When you reach the line containing "Validator repository implementation for PostgreSQL." in the records below, start copying exactly, and stop once you have copied the line containing "impl ValidatorRepository for".

Records provided:

=== Section Start ===

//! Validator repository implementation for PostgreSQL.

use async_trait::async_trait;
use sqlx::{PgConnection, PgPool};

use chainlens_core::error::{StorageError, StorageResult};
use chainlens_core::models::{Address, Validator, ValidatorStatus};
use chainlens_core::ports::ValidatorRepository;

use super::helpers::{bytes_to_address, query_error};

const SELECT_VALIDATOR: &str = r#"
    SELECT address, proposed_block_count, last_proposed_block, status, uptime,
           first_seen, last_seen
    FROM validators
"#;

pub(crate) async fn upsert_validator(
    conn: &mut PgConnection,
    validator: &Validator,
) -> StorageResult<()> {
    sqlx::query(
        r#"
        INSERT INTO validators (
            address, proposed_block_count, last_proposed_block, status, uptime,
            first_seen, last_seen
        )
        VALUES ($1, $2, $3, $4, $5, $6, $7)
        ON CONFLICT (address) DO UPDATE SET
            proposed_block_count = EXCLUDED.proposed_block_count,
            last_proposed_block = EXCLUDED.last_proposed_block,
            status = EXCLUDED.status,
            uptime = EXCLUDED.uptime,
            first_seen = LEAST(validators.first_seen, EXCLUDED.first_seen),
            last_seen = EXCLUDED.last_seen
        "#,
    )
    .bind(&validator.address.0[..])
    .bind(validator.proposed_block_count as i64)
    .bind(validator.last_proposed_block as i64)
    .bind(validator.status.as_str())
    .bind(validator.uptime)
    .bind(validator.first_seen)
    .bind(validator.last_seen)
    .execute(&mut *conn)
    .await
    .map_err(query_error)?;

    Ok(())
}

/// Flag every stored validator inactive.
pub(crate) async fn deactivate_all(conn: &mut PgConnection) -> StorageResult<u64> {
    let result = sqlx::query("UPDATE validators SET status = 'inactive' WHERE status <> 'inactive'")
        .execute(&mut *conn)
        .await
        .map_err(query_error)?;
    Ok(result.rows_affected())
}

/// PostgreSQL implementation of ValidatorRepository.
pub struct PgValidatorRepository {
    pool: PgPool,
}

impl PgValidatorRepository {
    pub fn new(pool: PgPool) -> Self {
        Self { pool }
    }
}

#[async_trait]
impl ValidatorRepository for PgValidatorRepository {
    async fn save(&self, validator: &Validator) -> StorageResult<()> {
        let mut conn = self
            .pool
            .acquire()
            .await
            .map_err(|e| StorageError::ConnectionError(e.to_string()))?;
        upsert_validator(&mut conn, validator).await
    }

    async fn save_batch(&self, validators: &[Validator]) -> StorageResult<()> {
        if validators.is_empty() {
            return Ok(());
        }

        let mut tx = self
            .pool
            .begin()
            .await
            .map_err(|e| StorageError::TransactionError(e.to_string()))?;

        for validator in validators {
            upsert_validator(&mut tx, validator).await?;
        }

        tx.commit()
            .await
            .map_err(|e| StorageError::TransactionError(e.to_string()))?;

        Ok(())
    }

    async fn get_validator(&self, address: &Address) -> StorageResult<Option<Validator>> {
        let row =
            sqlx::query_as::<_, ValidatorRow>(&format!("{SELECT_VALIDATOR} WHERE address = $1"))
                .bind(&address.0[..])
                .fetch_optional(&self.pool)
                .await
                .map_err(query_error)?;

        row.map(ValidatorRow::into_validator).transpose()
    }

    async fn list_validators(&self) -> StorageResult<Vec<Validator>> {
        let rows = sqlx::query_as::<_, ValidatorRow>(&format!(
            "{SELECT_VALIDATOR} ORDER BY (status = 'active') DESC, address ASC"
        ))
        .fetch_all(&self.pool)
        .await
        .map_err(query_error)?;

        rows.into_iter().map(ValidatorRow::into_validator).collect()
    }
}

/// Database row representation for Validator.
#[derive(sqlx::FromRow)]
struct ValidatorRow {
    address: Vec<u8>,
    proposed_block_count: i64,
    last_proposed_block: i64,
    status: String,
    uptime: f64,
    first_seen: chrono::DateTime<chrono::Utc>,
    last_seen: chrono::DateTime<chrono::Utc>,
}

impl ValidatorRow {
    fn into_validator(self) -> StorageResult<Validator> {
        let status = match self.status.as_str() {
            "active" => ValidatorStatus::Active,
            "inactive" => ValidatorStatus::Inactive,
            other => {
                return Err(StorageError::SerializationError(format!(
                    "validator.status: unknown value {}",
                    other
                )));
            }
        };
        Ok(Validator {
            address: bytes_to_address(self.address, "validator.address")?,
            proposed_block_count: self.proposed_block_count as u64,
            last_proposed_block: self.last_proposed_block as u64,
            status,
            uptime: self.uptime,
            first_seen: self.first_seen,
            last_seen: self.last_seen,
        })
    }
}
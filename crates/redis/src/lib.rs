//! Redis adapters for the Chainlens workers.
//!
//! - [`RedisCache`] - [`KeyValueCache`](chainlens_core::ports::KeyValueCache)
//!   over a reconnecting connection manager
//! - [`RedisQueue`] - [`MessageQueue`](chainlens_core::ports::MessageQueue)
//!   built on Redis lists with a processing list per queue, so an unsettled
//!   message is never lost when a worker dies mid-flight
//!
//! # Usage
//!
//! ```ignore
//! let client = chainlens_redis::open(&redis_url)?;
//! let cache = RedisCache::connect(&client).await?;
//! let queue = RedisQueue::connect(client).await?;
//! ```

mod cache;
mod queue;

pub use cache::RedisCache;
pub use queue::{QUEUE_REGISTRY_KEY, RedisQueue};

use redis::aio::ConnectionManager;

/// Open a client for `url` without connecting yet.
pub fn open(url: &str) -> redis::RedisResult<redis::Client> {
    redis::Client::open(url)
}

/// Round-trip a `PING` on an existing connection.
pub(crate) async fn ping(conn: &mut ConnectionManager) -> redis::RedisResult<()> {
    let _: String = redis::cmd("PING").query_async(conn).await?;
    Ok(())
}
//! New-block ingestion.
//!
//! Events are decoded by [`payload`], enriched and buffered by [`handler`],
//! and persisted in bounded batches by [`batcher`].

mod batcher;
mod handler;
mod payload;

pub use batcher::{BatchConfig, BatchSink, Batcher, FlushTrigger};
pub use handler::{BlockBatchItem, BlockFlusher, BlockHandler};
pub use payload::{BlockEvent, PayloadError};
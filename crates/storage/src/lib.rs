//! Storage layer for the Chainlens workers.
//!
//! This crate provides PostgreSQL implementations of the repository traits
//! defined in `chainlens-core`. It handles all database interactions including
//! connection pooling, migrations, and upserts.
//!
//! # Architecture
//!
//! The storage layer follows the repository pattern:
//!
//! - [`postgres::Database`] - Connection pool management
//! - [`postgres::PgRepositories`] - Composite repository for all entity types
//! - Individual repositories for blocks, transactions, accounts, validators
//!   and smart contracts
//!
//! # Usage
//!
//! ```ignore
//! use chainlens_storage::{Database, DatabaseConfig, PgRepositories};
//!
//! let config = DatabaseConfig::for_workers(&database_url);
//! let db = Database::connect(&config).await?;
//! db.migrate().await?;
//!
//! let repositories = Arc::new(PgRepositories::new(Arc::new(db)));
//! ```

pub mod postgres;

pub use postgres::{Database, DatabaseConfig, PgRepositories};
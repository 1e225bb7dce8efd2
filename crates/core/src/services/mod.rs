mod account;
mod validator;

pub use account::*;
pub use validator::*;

=== Section End ===
=== Section Start ===

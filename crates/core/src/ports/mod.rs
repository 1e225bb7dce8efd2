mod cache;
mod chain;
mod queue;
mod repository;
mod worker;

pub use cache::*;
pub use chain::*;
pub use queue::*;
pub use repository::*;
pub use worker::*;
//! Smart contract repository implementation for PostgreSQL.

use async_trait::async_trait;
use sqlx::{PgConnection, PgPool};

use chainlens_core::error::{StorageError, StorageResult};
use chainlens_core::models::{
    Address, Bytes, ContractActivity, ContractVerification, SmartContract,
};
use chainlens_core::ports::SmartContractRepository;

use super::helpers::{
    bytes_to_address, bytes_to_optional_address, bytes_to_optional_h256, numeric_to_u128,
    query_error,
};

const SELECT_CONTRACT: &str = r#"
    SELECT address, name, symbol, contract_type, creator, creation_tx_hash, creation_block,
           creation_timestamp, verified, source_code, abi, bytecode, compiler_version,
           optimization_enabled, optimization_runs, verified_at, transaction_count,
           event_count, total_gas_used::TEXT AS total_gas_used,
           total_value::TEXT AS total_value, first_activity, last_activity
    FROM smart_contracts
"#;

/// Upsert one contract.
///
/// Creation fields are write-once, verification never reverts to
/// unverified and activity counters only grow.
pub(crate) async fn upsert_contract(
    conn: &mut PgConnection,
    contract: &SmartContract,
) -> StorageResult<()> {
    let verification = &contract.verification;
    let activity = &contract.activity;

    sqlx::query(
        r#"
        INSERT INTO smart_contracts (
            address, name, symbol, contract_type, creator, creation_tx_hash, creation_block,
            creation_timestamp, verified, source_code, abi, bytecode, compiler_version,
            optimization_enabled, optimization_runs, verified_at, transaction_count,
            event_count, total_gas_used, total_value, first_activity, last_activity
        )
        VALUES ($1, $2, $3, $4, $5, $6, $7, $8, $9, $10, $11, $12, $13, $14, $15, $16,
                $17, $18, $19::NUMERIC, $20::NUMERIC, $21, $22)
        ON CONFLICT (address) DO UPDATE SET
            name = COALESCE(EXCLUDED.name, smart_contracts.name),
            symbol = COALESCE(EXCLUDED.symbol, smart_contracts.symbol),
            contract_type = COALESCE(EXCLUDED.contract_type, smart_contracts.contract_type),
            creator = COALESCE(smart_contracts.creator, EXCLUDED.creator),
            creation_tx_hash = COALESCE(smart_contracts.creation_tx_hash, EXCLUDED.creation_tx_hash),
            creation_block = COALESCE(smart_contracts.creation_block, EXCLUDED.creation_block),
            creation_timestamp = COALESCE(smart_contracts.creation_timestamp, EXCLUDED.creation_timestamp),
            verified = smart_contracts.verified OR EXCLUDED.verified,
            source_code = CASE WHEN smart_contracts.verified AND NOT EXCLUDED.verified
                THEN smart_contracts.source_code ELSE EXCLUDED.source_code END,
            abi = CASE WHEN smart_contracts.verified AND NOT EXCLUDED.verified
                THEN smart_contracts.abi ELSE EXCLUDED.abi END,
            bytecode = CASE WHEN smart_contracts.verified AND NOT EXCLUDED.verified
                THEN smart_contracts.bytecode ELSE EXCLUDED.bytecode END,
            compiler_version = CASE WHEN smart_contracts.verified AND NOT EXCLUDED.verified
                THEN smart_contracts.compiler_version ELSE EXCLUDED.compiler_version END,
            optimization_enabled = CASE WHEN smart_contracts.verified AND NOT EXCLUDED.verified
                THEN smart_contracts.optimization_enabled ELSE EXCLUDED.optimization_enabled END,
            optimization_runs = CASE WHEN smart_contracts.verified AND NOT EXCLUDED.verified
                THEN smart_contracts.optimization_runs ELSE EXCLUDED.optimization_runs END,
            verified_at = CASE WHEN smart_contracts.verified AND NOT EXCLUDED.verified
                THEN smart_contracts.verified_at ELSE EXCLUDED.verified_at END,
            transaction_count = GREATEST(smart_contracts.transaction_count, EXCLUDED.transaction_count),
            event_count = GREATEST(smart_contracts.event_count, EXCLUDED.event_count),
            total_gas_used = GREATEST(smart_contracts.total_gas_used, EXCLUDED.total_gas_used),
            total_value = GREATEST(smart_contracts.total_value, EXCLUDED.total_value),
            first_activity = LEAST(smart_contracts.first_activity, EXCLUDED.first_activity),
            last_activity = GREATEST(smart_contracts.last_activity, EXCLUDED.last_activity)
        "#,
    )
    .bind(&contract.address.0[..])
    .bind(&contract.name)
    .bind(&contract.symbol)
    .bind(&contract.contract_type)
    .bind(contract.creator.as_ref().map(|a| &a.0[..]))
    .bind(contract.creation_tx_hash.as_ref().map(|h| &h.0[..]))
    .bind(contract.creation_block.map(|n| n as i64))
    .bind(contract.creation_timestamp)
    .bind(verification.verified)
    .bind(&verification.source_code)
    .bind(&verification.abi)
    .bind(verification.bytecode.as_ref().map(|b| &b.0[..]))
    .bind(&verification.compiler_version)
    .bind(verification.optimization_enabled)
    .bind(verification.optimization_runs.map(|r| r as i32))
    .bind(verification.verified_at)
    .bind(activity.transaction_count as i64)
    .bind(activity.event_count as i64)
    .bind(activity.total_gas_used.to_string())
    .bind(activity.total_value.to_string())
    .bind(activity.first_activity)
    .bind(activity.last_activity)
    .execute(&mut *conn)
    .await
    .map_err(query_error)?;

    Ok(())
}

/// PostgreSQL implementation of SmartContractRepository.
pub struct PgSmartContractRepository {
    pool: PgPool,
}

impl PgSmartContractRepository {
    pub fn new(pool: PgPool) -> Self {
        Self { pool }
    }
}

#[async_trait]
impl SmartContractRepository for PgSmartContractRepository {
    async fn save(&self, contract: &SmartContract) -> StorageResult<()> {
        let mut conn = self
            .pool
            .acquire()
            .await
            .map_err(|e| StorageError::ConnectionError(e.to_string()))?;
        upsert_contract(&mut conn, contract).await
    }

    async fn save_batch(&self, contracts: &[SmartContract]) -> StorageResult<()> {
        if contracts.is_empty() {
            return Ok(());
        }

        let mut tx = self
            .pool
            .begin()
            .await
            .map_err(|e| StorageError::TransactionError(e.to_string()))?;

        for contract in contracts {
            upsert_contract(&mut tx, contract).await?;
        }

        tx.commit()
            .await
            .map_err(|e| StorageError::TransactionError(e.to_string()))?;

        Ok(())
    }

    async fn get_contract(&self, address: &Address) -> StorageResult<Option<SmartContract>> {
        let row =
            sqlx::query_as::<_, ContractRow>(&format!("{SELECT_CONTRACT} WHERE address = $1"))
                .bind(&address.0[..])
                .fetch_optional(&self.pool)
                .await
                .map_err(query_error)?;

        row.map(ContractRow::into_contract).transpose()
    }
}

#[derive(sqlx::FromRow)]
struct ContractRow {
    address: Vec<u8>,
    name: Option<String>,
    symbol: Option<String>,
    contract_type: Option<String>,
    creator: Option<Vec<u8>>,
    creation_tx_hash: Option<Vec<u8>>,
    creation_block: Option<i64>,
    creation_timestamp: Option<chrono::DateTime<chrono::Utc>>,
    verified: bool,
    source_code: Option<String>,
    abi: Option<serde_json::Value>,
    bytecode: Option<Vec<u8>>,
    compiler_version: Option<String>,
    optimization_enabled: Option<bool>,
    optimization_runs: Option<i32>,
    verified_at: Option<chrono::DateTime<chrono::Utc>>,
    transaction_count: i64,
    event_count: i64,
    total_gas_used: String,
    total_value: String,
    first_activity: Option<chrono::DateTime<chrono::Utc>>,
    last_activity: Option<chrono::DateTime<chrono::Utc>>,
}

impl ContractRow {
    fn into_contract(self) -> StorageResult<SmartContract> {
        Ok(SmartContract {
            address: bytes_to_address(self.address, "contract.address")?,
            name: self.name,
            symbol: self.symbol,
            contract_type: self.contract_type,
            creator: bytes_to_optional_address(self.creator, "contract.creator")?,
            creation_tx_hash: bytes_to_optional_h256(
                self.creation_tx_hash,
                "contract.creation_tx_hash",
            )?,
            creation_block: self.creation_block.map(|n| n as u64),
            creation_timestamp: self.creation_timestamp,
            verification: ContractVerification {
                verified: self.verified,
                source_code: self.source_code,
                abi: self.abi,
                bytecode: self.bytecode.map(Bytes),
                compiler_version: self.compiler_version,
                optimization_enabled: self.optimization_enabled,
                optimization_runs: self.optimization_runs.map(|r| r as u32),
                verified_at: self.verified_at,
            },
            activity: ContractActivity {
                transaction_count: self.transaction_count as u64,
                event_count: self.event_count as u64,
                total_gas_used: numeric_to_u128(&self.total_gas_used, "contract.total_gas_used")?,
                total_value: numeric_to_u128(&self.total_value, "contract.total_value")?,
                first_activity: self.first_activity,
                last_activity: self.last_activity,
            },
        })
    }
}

=== Section End ===

Exercise output:
//! Validator repository implementation for PostgreSQL.

use async_trait::async_trait;
use sqlx::{PgConnection, PgPool};

use chainlens_core::error::{StorageError, StorageResult};
use chainlens_core::models::{Address, Validator, ValidatorStatus};
use chainlens_core::ports::ValidatorRepository;

use super::helpers::{bytes_to_address, query_error};

const SELECT_VALIDATOR: &str = r#"
    SELECT address, proposed_block_count, last_proposed_block, status, uptime,
           first_seen, last_seen
    FROM validators
"#;

pub(crate) async fn upsert_validator(
    conn: &mut PgConnection,
    validator: &Validator,
) -> StorageResult<()> {
    sqlx::query(
        r#"
        INSERT INTO validators (
            address, proposed_block_count, last_proposed_block, status, uptime,
            first_seen, last_seen
        )
        VALUES ($1, $2, $3, $4, $5, $6, $7)
        ON CONFLICT (address) DO UPDATE SET
            proposed_block_count = EXCLUDED.proposed_block_count,
            last_proposed_block = EXCLUDED.last_proposed_block,
            status = EXCLUDED.status,
            uptime = EXCLUDED.uptime,
            first_seen = LEAST(validators.first_seen, EXCLUDED.first_seen),
            last_seen = EXCLUDED.last_seen
        "#,
    )
    .bind(&validator.address.0[..])
    .bind(validator.proposed_block_count as i64)
    .bind(validator.last_proposed_block as i64)
    .bind(validator.status.as_str())
    .bind(validator.uptime)
    .bind(validator.first_seen)
    .bind(validator.last_seen)
    .execute(&mut *conn)
    .await
    .map_err(query_error)?;

    Ok(())
}

/// Flag every stored validator inactive.
pub(crate) async fn deactivate_all(conn: &mut PgConnection) -> StorageResult<u64> {
    let result = sqlx::query("UPDATE validators SET status = 'inactive' WHERE status <> 'inactive'")
        .execute(&mut *conn)
        .await
        .map_err(query_error)?;
    Ok(result.rows_affected())
}

/// PostgreSQL implementation of ValidatorRepository.
pub struct PgValidatorRepository {
    pool: PgPool,
}

impl PgValidatorRepository {
    pub fn new(pool: PgPool) -> Self {
        Self { pool }
    }
}

#[async_trait]
impl ValidatorRepository for PgValidatorRepository {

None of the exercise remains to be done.